Weak second-quarter growth in Japan has ratcheted up the pressure on the central bank to provide even more stimulus to the ailing economy. The yen eased on the latest GDP data - good for domestic exporters.
The world's third-largest economy stalled in the April to June quarter, fresh data from Tokyo showed Monday.
Growth was flat at 0.0 percent quarter on quarter, missing market forecasts and rekindling worries about the government's faltering bid to stoke the economy.

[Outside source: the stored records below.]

//! Commitment, evaluation and proof exports

use std::ffi::{c_char, c_int};

use illium_lurk::{TaggedValue, TAG_SIZE, VALUE_SIZE};
use illium_zk::{
    LurkEvaluator, ParameterStore, ProgramEvaluator, ProofEngine, ProofProvider, ProveRequest,
    MAX_PROOF_SIZE,
};
use tracing::{debug, error};

use crate::{
    eval_status, guard, read_array, read_str, write_bytes, zk_status, ILLIUM_ERR_BUFFER_TOO_SMALL,
    ILLIUM_ERR_EVAL, ILLIUM_ERR_INVALID_INPUT, ILLIUM_ERR_PARSE, ILLIUM_ERR_PROOF, ILLIUM_OK,
};

const EVALUATOR: LurkEvaluator = LurkEvaluator;

fn engine() -> Result<ProofEngine, c_int> {
    ProofEngine::from_store(ParameterStore::global()).map_err(|e| zk_status(&e))
}

unsafe fn write_tagged(output_tag: *mut u8, output_val: *mut u8, tagged: &TaggedValue) {
    write_bytes(output_tag, &tagged.tag);
    write_bytes(output_val, &tagged.value);
}

/// Commit to an expression, writing the 32-byte commitment to `out`
///
/// # Safety
/// `expr` must be null or a NUL-terminated string; `out` must be null or
/// valid for 32 bytes of writes.
#[no_mangle]
pub unsafe extern "C" fn lurk_commit(expr: *const c_char, out: *mut u8) -> c_int {
    guard("lurk_commit", ILLIUM_ERR_PARSE, || {
        let Some(expr) = read_str(expr) else {
            return ILLIUM_ERR_INVALID_INPUT;
        };
        if out.is_null() {
            return ILLIUM_ERR_INVALID_INPUT;
        }
        match illium_lurk::commit(expr) {
            Ok(digest) => {
                write_bytes(out, &digest);
                ILLIUM_OK
            }
            Err(e) => {
                debug!(error = %e, "commit failed");
                eval_status(&e)
            }
        }
    })
}

/// Load the process-wide public parameters; later calls return immediately
#[no_mangle]
pub extern "C" fn load_public_params() {
    guard("load_public_params", (), || {
        if let Err(e) = ParameterStore::global().load() {
            error!(error = %e, "failed to load public parameters");
        }
    })
}

/// Evaluate and prove `(program private public)`
///
/// On entry `*proof_len` is the capacity of `proof`; on success it is the
/// number of bytes written. When the capacity is too small the required size
/// is stored in `*proof_len` and nothing else is written.
///
/// # Safety
/// String arguments must be null or NUL-terminated. `proof` must be valid for
/// `*proof_len` bytes of writes; `output_tag` and `output_val` must be valid
/// for 32 bytes of writes each.
#[no_mangle]
#[allow(clippy::too_many_arguments)]
pub unsafe extern "C" fn create_proof_ffi(
    lurk_program: *const c_char,
    private_params: *const c_char,
    public_params: *const c_char,
    max_steps: usize,
    proof: *mut u8,
    proof_len: *mut usize,
    output_tag: *mut u8,
    output_val: *mut u8,
) -> c_int {
    guard("create_proof_ffi", ILLIUM_ERR_PROOF, || {
        let (Some(program), Some(private), Some(public)) = (
            read_str(lurk_program),
            read_str(private_params),
            read_str(public_params),
        ) else {
            return ILLIUM_ERR_INVALID_INPUT;
        };
        if proof.is_null() || proof_len.is_null() || output_tag.is_null() || output_val.is_null() {
            return ILLIUM_ERR_INVALID_INPUT;
        }

        let engine = match engine() {
            Ok(engine) => engine,
            Err(status) => return status,
        };
        let request = ProveRequest::new(program, private, public, max_steps);
        let out = match engine.create_proof(&request) {
            Ok(out) => out,
            Err(e) => {
                debug!(error = %e, "create_proof_ffi failed");
                return zk_status(&e);
            }
        };

        let capacity = *proof_len;
        *proof_len = out.proof.len();
        if out.proof.len() > capacity {
            return ILLIUM_ERR_BUFFER_TOO_SMALL;
        }
        write_bytes(proof, out.proof.as_bytes());
        write_tagged(output_tag, output_val, &out.output);
        ILLIUM_OK
    })
}

/// Verify a proof against program, public params and expected output
///
/// Returns 1 for a valid proof and 0 for an invalid or malformed one,
/// including any proof longer than `ILLIUM_MAX_PROOF_SIZE`.
/// Returns `-ILLIUM_ERR_NOT_INITIALIZED` before parameters are loaded and
/// `-ILLIUM_ERR_INVALID_INPUT` for null or non-UTF-8 arguments.
///
/// # Safety
/// String arguments must be null or NUL-terminated. `packed_proof` must be
/// valid for `proof_size` bytes of reads; `expected_tag` and
/// `expected_output` must be null or valid for 32 bytes of reads each.
#[no_mangle]
pub unsafe extern "C" fn verify_proof_ffi(
    lurk_program: *const c_char,
    public_params: *const c_char,
    packed_proof: *const u8,
    proof_size: usize,
    expected_tag: *const u8,
    expected_output: *const u8,
) -> c_int {
    guard("verify_proof_ffi", 0, || {
        let (Some(program), Some(public)) = (read_str(lurk_program), read_str(public_params)) else {
            return -ILLIUM_ERR_INVALID_INPUT;
        };
        let (Some(tag), Some(value)) = (
            read_array::<TAG_SIZE>(expected_tag),
            read_array::<VALUE_SIZE>(expected_output),
        ) else {
            return -ILLIUM_ERR_INVALID_INPUT;
        };
        if packed_proof.is_null() {
            return -ILLIUM_ERR_INVALID_INPUT;
        }

        let engine = match engine() {
            Ok(engine) => engine,
            Err(status) => return -status,
        };
        if proof_size > MAX_PROOF_SIZE {
            debug!(proof_size, "proof rejected: larger than MAX_PROOF_SIZE");
            return 0;
        }
        let bytes = std::slice::from_raw_parts(packed_proof, proof_size);
        let expected = TaggedValue::new(tag, value);
        c_int::from(engine.verify_proof_bytes(program, public, bytes, &expected))
    })
}

/// Evaluate `(program private public)` without proving
///
/// Does not need the public parameters. With `debug` set, every step is
/// reported through `tracing` on target `illium_lurk::trace`.
///
/// # Safety
/// String arguments must be null or NUL-terminated. `output_tag` and
/// `output_val` must be valid for 32 bytes of writes each; `iterations` must
/// be valid for one `usize` write.
#[no_mangle]
#[allow(clippy::too_many_arguments)]
pub unsafe extern "C" fn eval_ffi(
    lurk_program: *const c_char,
    private_params: *const c_char,
    public_params: *const c_char,
    max_steps: usize,
    output_tag: *mut u8,
    output_val: *mut u8,
    iterations: *mut usize,
    debug: bool,
) -> c_int {
    guard("eval_ffi", ILLIUM_ERR_EVAL, || {
        let (Some(program), Some(private), Some(public)) = (
            read_str(lurk_program),
            read_str(private_params),
            read_str(public_params),
        ) else {
            return ILLIUM_ERR_INVALID_INPUT;
        };
        if output_tag.is_null() || output_val.is_null() || iterations.is_null() {
            return ILLIUM_ERR_INVALID_INPUT;
        }

        let request = ProveRequest::new(program, private, public, max_steps);
        match EVALUATOR.evaluate(&request, debug) {
            Ok(out) => {
                write_tagged(output_tag, output_val, &out.tagged);
                *iterations = out.iterations;
                ILLIUM_OK
            }
            Err(e) => {
                debug!(error = %e, "eval_ffi failed");
                zk_status(&e)
            }
        }
    })
}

On an annualized basis, Japan logged a slight 0.2-percent expansion, well off expectations by analysts of a 0.7-percent rise.
Alarm bells ringing
"The situation is becoming tougher and tougher," Sumitomo Mitsui Banking's Chief Economist, Junko Nishioka, said in a statement. "Companies are becoming more pessimistic about making investments."
Business confidence in the county has indeed slumped to levels last seen when Shinzo Abe came to power in late 2012 on a ticket to kick-start the economy beset by years of falling consumer prices and weak growth.
The latest growth figures have put more pressure on the Bank of Japan to unleash additional stimulus.
The central bank holds its next policy meeting in September. Back in July, governors opted to leave their annual bond-buying program unchanged despite signs of disappointing growth.
The yen weakened Monday against the greenback and the euro, making Japanese exports a tiny bit cheaper on overseas markets.